DATA LISTING Block Start

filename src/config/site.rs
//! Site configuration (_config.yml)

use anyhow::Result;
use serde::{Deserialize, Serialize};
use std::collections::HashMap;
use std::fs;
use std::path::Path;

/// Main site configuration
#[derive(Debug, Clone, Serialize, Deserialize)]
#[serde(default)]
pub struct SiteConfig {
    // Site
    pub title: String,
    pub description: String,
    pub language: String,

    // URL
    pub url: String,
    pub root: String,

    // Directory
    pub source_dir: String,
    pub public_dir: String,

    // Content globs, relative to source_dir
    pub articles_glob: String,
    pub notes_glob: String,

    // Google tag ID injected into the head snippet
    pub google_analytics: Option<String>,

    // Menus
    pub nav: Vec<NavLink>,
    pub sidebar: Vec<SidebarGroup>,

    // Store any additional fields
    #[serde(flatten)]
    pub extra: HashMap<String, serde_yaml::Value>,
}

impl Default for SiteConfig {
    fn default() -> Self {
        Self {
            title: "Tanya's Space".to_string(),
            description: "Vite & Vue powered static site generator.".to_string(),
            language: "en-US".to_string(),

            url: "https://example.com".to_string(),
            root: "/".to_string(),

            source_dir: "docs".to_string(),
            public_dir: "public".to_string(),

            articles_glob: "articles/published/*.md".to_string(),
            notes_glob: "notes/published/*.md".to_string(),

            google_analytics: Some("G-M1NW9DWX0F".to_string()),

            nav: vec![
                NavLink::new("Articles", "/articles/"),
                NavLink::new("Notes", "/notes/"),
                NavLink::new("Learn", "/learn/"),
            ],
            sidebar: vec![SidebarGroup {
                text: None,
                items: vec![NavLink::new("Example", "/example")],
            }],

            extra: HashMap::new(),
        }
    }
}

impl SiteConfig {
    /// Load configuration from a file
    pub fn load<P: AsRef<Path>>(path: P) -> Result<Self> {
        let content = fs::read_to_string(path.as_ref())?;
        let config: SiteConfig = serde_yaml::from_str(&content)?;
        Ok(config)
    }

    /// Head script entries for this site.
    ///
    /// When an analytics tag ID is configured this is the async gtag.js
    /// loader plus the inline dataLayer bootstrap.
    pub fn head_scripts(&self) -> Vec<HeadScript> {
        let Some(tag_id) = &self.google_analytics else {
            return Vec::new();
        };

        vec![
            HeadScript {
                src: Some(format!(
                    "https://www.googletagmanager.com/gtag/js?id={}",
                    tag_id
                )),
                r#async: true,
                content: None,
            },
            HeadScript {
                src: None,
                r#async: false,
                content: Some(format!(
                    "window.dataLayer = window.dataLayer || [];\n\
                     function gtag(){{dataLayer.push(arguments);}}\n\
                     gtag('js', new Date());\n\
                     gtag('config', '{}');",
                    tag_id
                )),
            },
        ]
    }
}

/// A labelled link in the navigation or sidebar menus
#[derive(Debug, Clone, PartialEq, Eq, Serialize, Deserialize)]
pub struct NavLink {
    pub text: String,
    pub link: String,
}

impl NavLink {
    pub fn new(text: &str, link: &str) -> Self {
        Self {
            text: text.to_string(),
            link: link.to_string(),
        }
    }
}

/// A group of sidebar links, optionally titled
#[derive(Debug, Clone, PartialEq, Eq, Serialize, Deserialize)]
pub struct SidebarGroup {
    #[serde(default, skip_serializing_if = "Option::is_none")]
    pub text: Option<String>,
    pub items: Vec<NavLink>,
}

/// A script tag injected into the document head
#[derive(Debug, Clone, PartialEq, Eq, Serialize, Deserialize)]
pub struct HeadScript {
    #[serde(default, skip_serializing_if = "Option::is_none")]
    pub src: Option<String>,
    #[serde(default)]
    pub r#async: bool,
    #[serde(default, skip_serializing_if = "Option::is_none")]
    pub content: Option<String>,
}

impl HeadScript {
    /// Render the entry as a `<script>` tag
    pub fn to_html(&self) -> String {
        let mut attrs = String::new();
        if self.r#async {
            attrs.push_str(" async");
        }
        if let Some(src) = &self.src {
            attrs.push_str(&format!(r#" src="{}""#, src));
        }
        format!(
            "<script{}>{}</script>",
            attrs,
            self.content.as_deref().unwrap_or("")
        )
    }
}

DATA LISTING Block End
DATA LISTING Block Start

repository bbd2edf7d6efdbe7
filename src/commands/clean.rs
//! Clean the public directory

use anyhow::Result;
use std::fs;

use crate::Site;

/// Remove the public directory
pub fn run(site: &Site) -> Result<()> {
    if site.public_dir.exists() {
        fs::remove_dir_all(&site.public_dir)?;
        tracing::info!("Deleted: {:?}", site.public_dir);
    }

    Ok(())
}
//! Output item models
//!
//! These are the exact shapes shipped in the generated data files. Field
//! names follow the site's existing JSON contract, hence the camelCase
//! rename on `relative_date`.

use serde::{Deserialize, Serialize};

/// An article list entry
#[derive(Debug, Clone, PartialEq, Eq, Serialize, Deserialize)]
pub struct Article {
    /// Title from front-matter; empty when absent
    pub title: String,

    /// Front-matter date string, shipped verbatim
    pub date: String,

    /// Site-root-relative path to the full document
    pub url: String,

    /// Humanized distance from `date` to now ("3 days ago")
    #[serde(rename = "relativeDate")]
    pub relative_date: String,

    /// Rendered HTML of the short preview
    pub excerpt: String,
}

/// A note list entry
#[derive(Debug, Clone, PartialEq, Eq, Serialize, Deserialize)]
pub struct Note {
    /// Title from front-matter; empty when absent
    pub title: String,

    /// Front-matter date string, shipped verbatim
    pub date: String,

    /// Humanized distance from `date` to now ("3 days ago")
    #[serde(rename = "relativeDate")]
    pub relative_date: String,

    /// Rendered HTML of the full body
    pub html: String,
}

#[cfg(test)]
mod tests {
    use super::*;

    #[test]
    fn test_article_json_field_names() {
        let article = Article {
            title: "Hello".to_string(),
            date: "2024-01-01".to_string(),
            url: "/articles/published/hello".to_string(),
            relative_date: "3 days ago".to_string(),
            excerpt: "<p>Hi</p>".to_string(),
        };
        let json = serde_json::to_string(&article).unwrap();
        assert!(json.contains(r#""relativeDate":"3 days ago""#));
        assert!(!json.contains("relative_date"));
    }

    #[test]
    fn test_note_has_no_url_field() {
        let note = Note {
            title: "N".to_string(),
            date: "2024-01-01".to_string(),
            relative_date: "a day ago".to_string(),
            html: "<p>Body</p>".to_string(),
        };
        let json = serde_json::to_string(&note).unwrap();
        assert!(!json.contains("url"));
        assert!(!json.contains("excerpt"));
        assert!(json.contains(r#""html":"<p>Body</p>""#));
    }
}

DATA LISTING Block End
DATA LISTING Block Start

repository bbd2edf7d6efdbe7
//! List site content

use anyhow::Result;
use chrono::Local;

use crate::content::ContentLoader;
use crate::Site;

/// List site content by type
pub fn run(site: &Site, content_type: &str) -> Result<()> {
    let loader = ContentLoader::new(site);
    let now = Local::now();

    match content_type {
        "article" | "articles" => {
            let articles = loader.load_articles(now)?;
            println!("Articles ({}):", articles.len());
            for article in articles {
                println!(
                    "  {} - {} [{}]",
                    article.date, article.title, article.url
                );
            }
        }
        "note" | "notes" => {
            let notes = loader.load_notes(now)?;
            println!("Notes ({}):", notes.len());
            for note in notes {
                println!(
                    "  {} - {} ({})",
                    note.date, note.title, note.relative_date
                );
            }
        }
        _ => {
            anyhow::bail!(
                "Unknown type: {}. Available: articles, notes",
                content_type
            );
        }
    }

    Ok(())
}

DATA LISTING Block End

TASK
Retype exactly the span of lines from the one with "filename src/config/site.rs" through the one with "let content = fs::read_to_string(path.as_ref())?;"; include both ends and omit the rest of the material.

PROBLEM SOLUTION
filename src/config/site.rs
//! Site configuration (_config.yml)

use anyhow::Result;
use serde::{Deserialize, Serialize};
use std::collections::HashMap;
use std::fs;
use std::path::Path;

/// Main site configuration
#[derive(Debug, Clone, Serialize, Deserialize)]
#[serde(default)]
pub struct SiteConfig {
    // Site
    pub title: String,
    pub description: String,
    pub language: String,

    // URL
    pub url: String,
    pub root: String,

    // Directory
    pub source_dir: String,
    pub public_dir: String,

    // Content globs, relative to source_dir
    pub articles_glob: String,
    pub notes_glob: String,

    // Google tag ID injected into the head snippet
    pub google_analytics: Option<String>,

    // Menus
    pub nav: Vec<NavLink>,
    pub sidebar: Vec<SidebarGroup>,

    // Store any additional fields
    #[serde(flatten)]
    pub extra: HashMap<String, serde_yaml::Value>,
}

impl Default for SiteConfig {
    fn default() -> Self {
        Self {
            title: "Tanya's Space".to_string(),
            description: "Vite & Vue powered static site generator.".to_string(),
            language: "en-US".to_string(),

            url: "https://example.com".to_string(),
            root: "/".to_string(),

            source_dir: "docs".to_string(),
            public_dir: "public".to_string(),

            articles_glob: "articles/published/*.md".to_string(),
            notes_glob: "notes/published/*.md".to_string(),

            google_analytics: Some("G-M1NW9DWX0F".to_string()),

            nav: vec![
                NavLink::new("Articles", "/articles/"),
                NavLink::new("Notes", "/notes/"),
                NavLink::new("Learn", "/learn/"),
            ],
            sidebar: vec![SidebarGroup {
                text: None,
                items: vec![NavLink::new("Example", "/example")],
            }],

            extra: HashMap::new(),
        }
    }
}

impl SiteConfig {
    /// Load configuration from a file
    pub fn load<P: AsRef<Path>>(path: P) -> Result<Self> {
        let content = fs::read_to_string(path.as_ref())?;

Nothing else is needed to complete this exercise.